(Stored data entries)
*-*-*
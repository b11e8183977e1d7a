//! Byte ranges requested through the HTTP `Range` header.

use thiserror::Error;

/// Why a `Range` header could not be turned into a window of an object.
#[derive(Debug, Error, PartialEq, Eq)]
pub enum RangeError {
    #[error("malformed range header")]
    Malformed,
    #[error("multiple ranges are not supported")]
    MultipleRanges,
    #[error("range lies outside the object")]
    Unsatisfiable,
}

/// Inclusive byte window `[start, end]` of an object.
///
/// Values produced by [`ByteRange::parse`] always satisfy
/// `start <= end < size` for the size they were parsed against.
#[derive(Debug, Clone, Copy, PartialEq, Eq)]
pub struct ByteRange {
    pub start: u64,
    pub end: u64,
}

impl ByteRange {
    pub fn new(start: u64, end: u64) -> Self {
        Self { start, end }
    }

    /// Resolve a `Range` header against an object of `size` bytes.
    ///
    /// Accepts `bytes=start-end`, the open form `bytes=start-` and the
    /// suffix form `bytes=-count`. An `end` past the object is clamped to
    /// the last byte; a `start` past the object is unsatisfiable.
    pub fn parse(header: &str, size: u64) -> Result<Self, RangeError> {
        let (unit, spec) = header.trim().split_once('=').ok_or(RangeError::Malformed)?;
        if !unit.trim().eq_ignore_ascii_case("bytes") {
            return Err(RangeError::Malformed);
        }
        if spec.contains(',') {
            return Err(RangeError::MultipleRanges);
        }
        let (first, last) = spec.split_once('-').ok_or(RangeError::Malformed)?;
        let (first, last) = (first.trim(), last.trim());

        if first.is_empty() {
            let count = parse_offset(last)?;
            if count == 0 || size == 0 {
                return Err(RangeError::Unsatisfiable);
            }
            return Ok(Self::new(size.saturating_sub(count), size - 1));
        }

        let start = parse_offset(first)?;
        let requested_end = if last.is_empty() {
            None
        } else {
            Some(parse_offset(last)?)
        };

        if start >= size {
            return Err(RangeError::Unsatisfiable);
        }
        let end = match requested_end {
            Some(end) if end < start => return Err(RangeError::Unsatisfiable),
            Some(end) => end.min(size - 1),
            None => size - 1,
        };
        Ok(Self::new(start, end))
    }

    /// Number of bytes in the window.
    pub fn len(&self) -> u64 {
        self.end - self.start + 1
    }

    /// `Content-Range` value for this window of an object of `size` bytes.
    pub fn content_range(&self, size: u64) -> String {
        format!("bytes {}-{}/{}", self.start, self.end, size)
    }

    /// `Range` request header value selecting exactly this window.
    pub fn header_value(&self) -> String {
        format!("bytes={}-{}", self.start, self.end)
    }
}

fn parse_offset(raw: &str) -> Result<u64, RangeError> {
    if raw.is_empty() || !raw.bytes().all(|b| b.is_ascii_digit()) {
        return Err(RangeError::Malformed);
    }
    raw.parse().map_err(|_| RangeError::Malformed)
}

#[cfg(test)]
mod tests {
    use super::*;

    #[test]
    fn closed_range() {
        let range = ByteRange::parse("bytes=2-5", 10).unwrap();
        assert_eq!(range, ByteRange::new(2, 5));
        assert_eq!(range.len(), 4);
        assert_eq!(range.content_range(10), "bytes 2-5/10");
    }

    #[test]
    fn open_ended_range_runs_to_last_byte() {
        let range = ByteRange::parse("bytes=5-", 10).unwrap();
        assert_eq!(range, ByteRange::new(5, 9));
        assert_eq!(range.len(), 5);
        assert_eq!(range.content_range(10), "bytes 5-9/10");
    }

    #[test]
    fn end_past_object_is_clamped() {
        let range = ByteRange::parse("bytes=8-1000", 10).unwrap();
        assert_eq!(range, ByteRange::new(8, 9));
    }

    #[test]
    fn suffix_range_selects_tail() {
        assert_eq!(ByteRange::parse("bytes=-3", 10).unwrap(), ByteRange::new(7, 9));
        assert_eq!(ByteRange::parse("bytes=-50", 10).unwrap(), ByteRange::new(0, 9));
    }

    #[test]
    fn single_byte_ranges() {
        assert_eq!(ByteRange::parse("bytes=0-0", 10).unwrap().len(), 1);
        assert_eq!(ByteRange::parse("bytes=9-9", 10).unwrap().len(), 1);
        assert_eq!(ByteRange::parse("bytes=0-1", 2).unwrap().len(), 2);
    }

    #[test]
    fn unsatisfiable_windows() {
        assert_eq!(ByteRange::parse("bytes=10-", 10), Err(RangeError::Unsatisfiable));
        assert_eq!(ByteRange::parse("bytes=12-20", 10), Err(RangeError::Unsatisfiable));
        assert_eq!(ByteRange::parse("bytes=5-2", 10), Err(RangeError::Unsatisfiable));
        assert_eq!(ByteRange::parse("bytes=0-", 0), Err(RangeError::Unsatisfiable));
        assert_eq!(ByteRange::parse("bytes=-0", 10), Err(RangeError::Unsatisfiable));
    }

    #[test]
    fn malformed_headers() {
        assert_eq!(ByteRange::parse("", 10), Err(RangeError::Malformed));
        assert_eq!(ByteRange::parse("bytes=", 10), Err(RangeError::Malformed));
        assert_eq!(ByteRange::parse("bytes=abc-4", 10), Err(RangeError::Malformed));
        assert_eq!(ByteRange::parse("bytes=+1-4", 10), Err(RangeError::Malformed));
        assert_eq!(ByteRange::parse("items=0-4", 10), Err(RangeError::Malformed));
        assert_eq!(ByteRange::parse("bytes=4", 10), Err(RangeError::Malformed));
        assert_eq!(
            ByteRange::parse("bytes=0-1,4-5", 10),
            Err(RangeError::MultipleRanges)
        );
    }

    #[test]
    fn every_valid_window_round_trips() {
        let size = 16;
        for start in 0..size {
            for end in start..size {
                let header = ByteRange::new(start, end).header_value();
                let range = ByteRange::parse(&header, size).unwrap();
                assert_eq!(range, ByteRange::new(start, end));
                assert_eq!(range.len(), end - start + 1);
            }
        }
    }
}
*-*-*
The entries above are to be retyped exactly, with nothing left out.

Written solution>
repository b11e8183977e1d7a
//! Byte ranges requested through the HTTP `Range` header.

use thiserror::Error;

/// Why a `Range` header could not be turned into a window of an object.
#[derive(Debug, Error, PartialEq, Eq)]
pub enum RangeError {
    #[error("malformed range header")]
    Malformed,
    #[error("multiple ranges are not supported")]
    MultipleRanges,
    #[error("range lies outside the object")]
    Unsatisfiable,
}

/// Inclusive byte window `[start, end]` of an object.
///
/// Values produced by [`ByteRange::parse`] always satisfy
/// `start <= end < size` for the size they were parsed against.
#[derive(Debug, Clone, Copy, PartialEq, Eq)]
pub struct ByteRange {
    pub start: u64,
    pub end: u64,
}

impl ByteRange {
    pub fn new(start: u64, end: u64) -> Self {
        Self { start, end }
    }

    /// Resolve a `Range` header against an object of `size` bytes.
    ///
    /// Accepts `bytes=start-end`, the open form `bytes=start-` and the
    /// suffix form `bytes=-count`. An `end` past the object is clamped to
    /// the last byte; a `start` past the object is unsatisfiable.
    pub fn parse(header: &str, size: u64) -> Result<Self, RangeError> {
        let (unit, spec) = header.trim().split_once('=').ok_or(RangeError::Malformed)?;
        if !unit.trim().eq_ignore_ascii_case("bytes") {
            return Err(RangeError::Malformed);
        }
        if spec.contains(',') {
            return Err(RangeError::MultipleRanges);
        }
        let (first, last) = spec.split_once('-').ok_or(RangeError::Malformed)?;
        let (first, last) = (first.trim(), last.trim());

        if first.is_empty() {
            let count = parse_offset(last)?;
            if count == 0 || size == 0 {
                return Err(RangeError::Unsatisfiable);
            }
            return Ok(Self::new(size.saturating_sub(count), size - 1));
        }

        let start = parse_offset(first)?;
        let requested_end = if last.is_empty() {
            None
        } else {
            Some(parse_offset(last)?)
        };

        if start >= size {
            return Err(RangeError::Unsatisfiable);
        }
        let end = match requested_end {
            Some(end) if end < start => return Err(RangeError::Unsatisfiable),
            Some(end) => end.min(size - 1),
            None => size - 1,
        };
        Ok(Self::new(start, end))
    }

    /// Number of bytes in the window.
    pub fn len(&self) -> u64 {
        self.end - self.start + 1
    }

    /// `Content-Range` value for this window of an object of `size` bytes.
    pub fn content_range(&self, size: u64) -> String {
        format!("bytes {}-{}/{}", self.start, self.end, size)
    }

    /// `Range` request header value selecting exactly this window.
    pub fn header_value(&self) -> String {
        format!("bytes={}-{}", self.start, self.end)
    }
}

fn parse_offset(raw: &str) -> Result<u64, RangeError> {
    if raw.is_empty() || !raw.bytes().all(|b| b.is_ascii_digit()) {
        return Err(RangeError::Malformed);
    }
    raw.parse().map_err(|_| RangeError::Malformed)
}

#[cfg(test)]
mod tests {
    use super::*;

    #[test]
    fn closed_range() {
        let range = ByteRange::parse("bytes=2-5", 10).unwrap();
        assert_eq!(range, ByteRange::new(2, 5));
        assert_eq!(range.len(), 4);
        assert_eq!(range.content_range(10), "bytes 2-5/10");
    }

    #[test]
    fn open_ended_range_runs_to_last_byte() {
        let range = ByteRange::parse("bytes=5-", 10).unwrap();
        assert_eq!(range, ByteRange::new(5, 9));
        assert_eq!(range.len(), 5);
        assert_eq!(range.content_range(10), "bytes 5-9/10");
    }

    #[test]
    fn end_past_object_is_clamped() {
        let range = ByteRange::parse("bytes=8-1000", 10).unwrap();
        assert_eq!(range, ByteRange::new(8, 9));
    }

    #[test]
    fn suffix_range_selects_tail() {
        assert_eq!(ByteRange::parse("bytes=-3", 10).unwrap(), ByteRange::new(7, 9));
        assert_eq!(ByteRange::parse("bytes=-50", 10).unwrap(), ByteRange::new(0, 9));
    }

    #[test]
    fn single_byte_ranges() {
        assert_eq!(ByteRange::parse("bytes=0-0", 10).unwrap().len(), 1);
        assert_eq!(ByteRange::parse("bytes=9-9", 10).unwrap().len(), 1);
        assert_eq!(ByteRange::parse("bytes=0-1", 2).unwrap().len(), 2);
    }

    #[test]
    fn unsatisfiable_windows() {
        assert_eq!(ByteRange::parse("bytes=10-", 10), Err(RangeError::Unsatisfiable));
        assert_eq!(ByteRange::parse("bytes=12-20", 10), Err(RangeError::Unsatisfiable));
        assert_eq!(ByteRange::parse("bytes=5-2", 10), Err(RangeError::Unsatisfiable));
        assert_eq!(ByteRange::parse("bytes=0-", 0), Err(RangeError::Unsatisfiable));
        assert_eq!(ByteRange::parse("bytes=-0", 10), Err(RangeError::Unsatisfiable));
    }

    #[test]
    fn malformed_headers() {
        assert_eq!(ByteRange::parse("", 10), Err(RangeError::Malformed));
        assert_eq!(ByteRange::parse("bytes=", 10), Err(RangeError::Malformed));
        assert_eq!(ByteRange::parse("bytes=abc-4", 10), Err(RangeError::Malformed));
        assert_eq!(ByteRange::parse("bytes=+1-4", 10), Err(RangeError::Malformed));
        assert_eq!(ByteRange::parse("items=0-4", 10), Err(RangeError::Malformed));
        assert_eq!(ByteRange::parse("bytes=4", 10), Err(RangeError::Malformed));
        assert_eq!(
            ByteRange::parse("bytes=0-1,4-5", 10),
            Err(RangeError::MultipleRanges)
        );
    }

    #[test]
    fn every_valid_window_round_trips() {
        let size = 16;
        for start in 0..size {
            for end in start..size {
                let header = ByteRange::new(start, end).header_value();
                let range = ByteRange::parse(&header, size).unwrap();
                assert_eq!(range, ByteRange::new(start, end));
                assert_eq!(range.len(), end - start + 1);
            }
        }
    }
}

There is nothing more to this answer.